Cuando llueve…
La lluvia humedece, con la lengua del viento, la tierra apetente. Su olor, a vulva de bosque o a sexo mineral, alucina tanto como la copla que canta cuando unge de luz los follajes.
La lluvia es ante todo un evento poético. Cada uno la aprecia de forma distinta por sus bondades o misterios, pero el alma dócil la siente como caricia.
Nunca será un episodio rutinario; tampoco cae de forma callada o inadvertida, siempre guarda ese talante insinuado de espectáculo. Fernando Pessoa en su poema “Llueve en silencio…” dice de la lluvia que ella “no hace ruido, sino con sosiego”. Entre tanto, Neruda se pregunta: “¿Por qué razón o sinrazón llora la lluvia su alegría?
Ella suspende el tiempo a su manera y convoca los pensamientos para, como entreacto no anunciado, arrastrarnos a su agonía, esa que se narra en el salto suicida de cada gota sobre los peñascos, cuando hierve en el pavimento o al ver su sangre cristalina correr briosa por los acantilados.
Y es que no existe caída tan melódica como la que moja los techados de zinc: un tañido mitad metálico, mitad sinfónico, que abraza tan fuerte hasta exprimir del alma las añoranzas más escondidas. De esa fuerza evocadora que aviva su canto, Jorge Luis Borges, en su poema “La lluvia”, confiesa que ella “es una cosa que sin duda sucede en el pasado”. Yes que la lluvia no solo trae agua, también memorias. Entre ambas arman un relato de emociones encontradas.

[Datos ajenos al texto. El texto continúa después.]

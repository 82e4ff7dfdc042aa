use crate::config::{DEFAULT_CONCURRENCY, DEFAULT_OUTPUT_PATH};
use crate::core::{ConfigProvider, OutputFormat};
use crate::utils::error::{BillError, Result};
use crate::utils::validation::{self, Validate};
use regex::Regex;
use serde::{Deserialize, Serialize};
use std::path::Path;

const LOG_LEVELS: [&str; 5] = ["trace", "debug", "info", "warn", "error"];

#[derive(Debug, Clone, Default, Serialize, Deserialize)]
pub struct TomlConfig {
    pub output: Option<OutputConfig>,
    pub batch: Option<BatchConfig>,
    pub logging: Option<LoggingConfig>,
}

#[derive(Debug, Clone, Default, Serialize, Deserialize)]
pub struct OutputConfig {
    pub path: Option<String>,
    pub format: Option<String>,
    pub stdout: Option<bool>,
}

#[derive(Debug, Clone, Default, Serialize, Deserialize)]
pub struct BatchConfig {
    pub concurrency: Option<usize>,
}

#[derive(Debug, Clone, Default, Serialize, Deserialize)]
pub struct LoggingConfig {
    pub level: Option<String>,
    pub json: Option<bool>,
}

impl TomlConfig {
    /// 從 TOML 檔案載入配置
    pub fn from_file<P: AsRef<Path>>(path: P) -> Result<Self> {
        let content = std::fs::read_to_string(&path).map_err(|e| {
            BillError::ConfigValidationError {
                field: "config_file".to_string(),
                message: format!("Cannot read {}: {}", path.as_ref().display(), e),
            }
        })?;
        Self::from_toml_str(&content)
    }

    /// 從 TOML 字串解析配置
    pub fn from_toml_str(content: &str) -> Result<Self> {
        // 處理環境變數替換
        let processed_content = Self::substitute_env_vars(content);

        toml::from_str(&processed_content).map_err(|e| BillError::ConfigValidationError {
            field: "toml_parsing".to_string(),
            message: format!("TOML parsing error: {}", e),
        })
    }

    /// 替換環境變數 (例如 ${OUTPUT_DIR})，找不到的變數保持原樣
    fn substitute_env_vars(content: &str) -> String {
        let re = Regex::new(r"\$\{([^}]+)\}").unwrap();

        re.replace_all(content, |caps: &regex::Captures| {
            let var_name = &caps[1];
            std::env::var(var_name).unwrap_or_else(|_| format!("${{{}}}", var_name))
        })
        .into_owned()
    }

    /// 驗證配置的合理性
    pub fn validate_config(&self) -> Result<()> {
        if let Some(output) = &self.output {
            if let Some(path) = &output.path {
                validation::validate_path("output.path", path)
                    .map_err(BillError::into_config_error)?;
            }
            if let Some(format) = &output.format {
                validation::validate_one_of("output.format", format, &OutputFormat::NAMES)
                    .map_err(BillError::into_config_error)?;
            }
        }

        if let Some(concurrency) = self.batch.as_ref().and_then(|b| b.concurrency) {
            validation::validate_positive_number("batch.concurrency", concurrency, 1)
                .map_err(BillError::into_config_error)?;
        }

        if let Some(level) = self.log_level() {
            validation::validate_one_of("logging.level", level, &LOG_LEVELS)
                .map_err(BillError::into_config_error)?;
        }

        Ok(())
    }

    pub fn output_path_setting(&self) -> Option<&str> {
        self.output.as_ref().and_then(|o| o.path.as_deref())
    }

    pub fn output_format_setting(&self) -> Option<OutputFormat> {
        self.output
            .as_ref()
            .and_then(|o| o.format.as_deref())
            .and_then(OutputFormat::parse)
    }

    pub fn stdout_setting(&self) -> Option<bool> {
        self.output.as_ref().and_then(|o| o.stdout)
    }

    pub fn concurrency_setting(&self) -> Option<usize> {
        self.batch.as_ref().and_then(|b| b.concurrency)
    }

    pub fn log_level(&self) -> Option<&str> {
        self.logging.as_ref().and_then(|l| l.level.as_deref())
    }

    pub fn json_logs(&self) -> bool {
        self.logging.as_ref().and_then(|l| l.json).unwrap_or(false)
    }
}

impl ConfigProvider for TomlConfig {
    fn output_path(&self) -> &str {
        self.output_path_setting().unwrap_or(DEFAULT_OUTPUT_PATH)
    }

    fn output_format(&self) -> OutputFormat {
        self.output_format_setting().unwrap_or_default()
    }

    fn concurrency(&self) -> usize {
        self.concurrency_setting().unwrap_or(DEFAULT_CONCURRENCY)
    }

    fn print_to_stdout(&self) -> bool {
        self.stdout_setting().unwrap_or(false)
    }
}

impl Validate for TomlConfig {
    fn validate(&self) -> Result<()> {
        self.validate_config()
    }
}

#[cfg(test)]
mod tests {
    use super::*;
    use crate::utils::error::ErrorKind;
    use std::io::Write;
    use tempfile::NamedTempFile;

    #[test]
    fn test_parse_full_toml_config() {
        let toml_content = r#"
[output]
path = "./reports"
format = "text"
stdout = true

[batch]
concurrency = 8

[logging]
level = "debug"
json = true
"#;

        let config = TomlConfig::from_toml_str(toml_content).unwrap();

        assert_eq!(config.output_path(), "./reports");
        assert_eq!(config.output_format(), OutputFormat::Text);
        assert!(config.print_to_stdout());
        assert_eq!(config.concurrency(), 8);
        assert_eq!(config.log_level(), Some("debug"));
        assert!(config.json_logs());
        assert!(config.validate().is_ok());
    }

    #[test]
    fn test_empty_config_uses_defaults() {
        let config = TomlConfig::from_toml_str("").unwrap();

        assert_eq!(config.output_path(), DEFAULT_OUTPUT_PATH);
        assert_eq!(config.output_format(), OutputFormat::Json);
        assert_eq!(config.concurrency(), DEFAULT_CONCURRENCY);
        assert!(!config.print_to_stdout());
        assert!(!config.json_logs());
    }

    #[test]
    fn test_env_var_substitution() {
        std::env::set_var("SPLIT_BILL_TEST_OUTPUT_DIR", "/tmp/bills-out");

        let toml_content = r#"
[output]
path = "${SPLIT_BILL_TEST_OUTPUT_DIR}"
"#;

        let config = TomlConfig::from_toml_str(toml_content).unwrap();
        assert_eq!(config.output_path(), "/tmp/bills-out");

        std::env::remove_var("SPLIT_BILL_TEST_OUTPUT_DIR");
    }

    #[test]
    fn test_unknown_env_var_is_kept() {
        let config = TomlConfig::from_toml_str(
            r#"
[output]
path = "${SPLIT_BILL_SURELY_UNSET_VAR}"
"#,
        )
        .unwrap();
        assert_eq!(config.output_path(), "${SPLIT_BILL_SURELY_UNSET_VAR}");
    }

    #[test]
    fn test_config_validation() {
        let bad_format = TomlConfig::from_toml_str("[output]\nformat = \"xml\"\n").unwrap();
        let err = bad_format.validate().unwrap_err();
        assert_eq!(err.kind(), ErrorKind::Config);

        let bad_concurrency = TomlConfig::from_toml_str("[batch]\nconcurrency = 0\n").unwrap();
        assert!(bad_concurrency.validate().is_err());

        let bad_level = TomlConfig::from_toml_str("[logging]\nlevel = \"loud\"\n").unwrap();
        assert!(bad_level.validate().is_err());
    }

    #[test]
    fn test_invalid_toml_is_config_error() {
        let err = TomlConfig::from_toml_str("[output\npath = 1").unwrap_err();
        assert_eq!(err.kind(), ErrorKind::Config);
    }

    #[test]
    fn test_config_from_file() {
        let mut temp_file = NamedTempFile::new().unwrap();
        temp_file
            .write_all(b"[output]\nformat = \"csv\"\n")
            .unwrap();

        let config = TomlConfig::from_file(temp_file.path()).unwrap();
        assert_eq!(config.output_format(), OutputFormat::Csv);
    }

    #[test]
    fn test_missing_file_is_config_error() {
        let err = TomlConfig::from_file("/definitely/not/here.toml").unwrap_err();
        assert_eq!(err.kind(), ErrorKind::Config);
    }
}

La lluvia salpica de secretos las ventanas, mientras lame su desnudez traslúcida. Recuerdo entonces a Ramón López Velarde: “Lluvia eterna, ¡cómo azotas el cristal de mi ventana! ¡Si parece que tus gotas son el llanto de una pena sobrehumana!”.
Su paso transita por el corredor de nuestras impresiones. Así, nos arrincona en la espera cobijada; nos confirma que hay techo para guarnecernos; nos cita al retozo de piel, al calor compartido, al susurro de deseos entre sábanas tibias.
La lluvia humedece, con la lengua del viento, la tierra apetente. Su olor, a vulva de bosque o a sexo mineral, alucina tanto como la copla que canta cuando unge de luz los follajes.
Cuando llueve se estrechan por instinto las cercanías. Las nostalgias, despavoridas, se anidan en los pliegues del alma; los recuerdos, como insectos, salen de sus escondrijos y vuelan mojados a viejas hogueras.
El olor a lluvia despierta apetitos recogidos: a mesas de café, a chocolate y canela, a té humeante, a rincones de quietud, a confesiones de piel, a miradas de ventanas, al silencio evocativo… a vivir lo vivido...
“Lo extraño es que no solo llueve afuera, otra lluvia enigmática y sin agua nos toma de sorpresa / y de sorpresa llueve en el corazón / llueve en el alma” (Mario Benedetti, Existir todavía).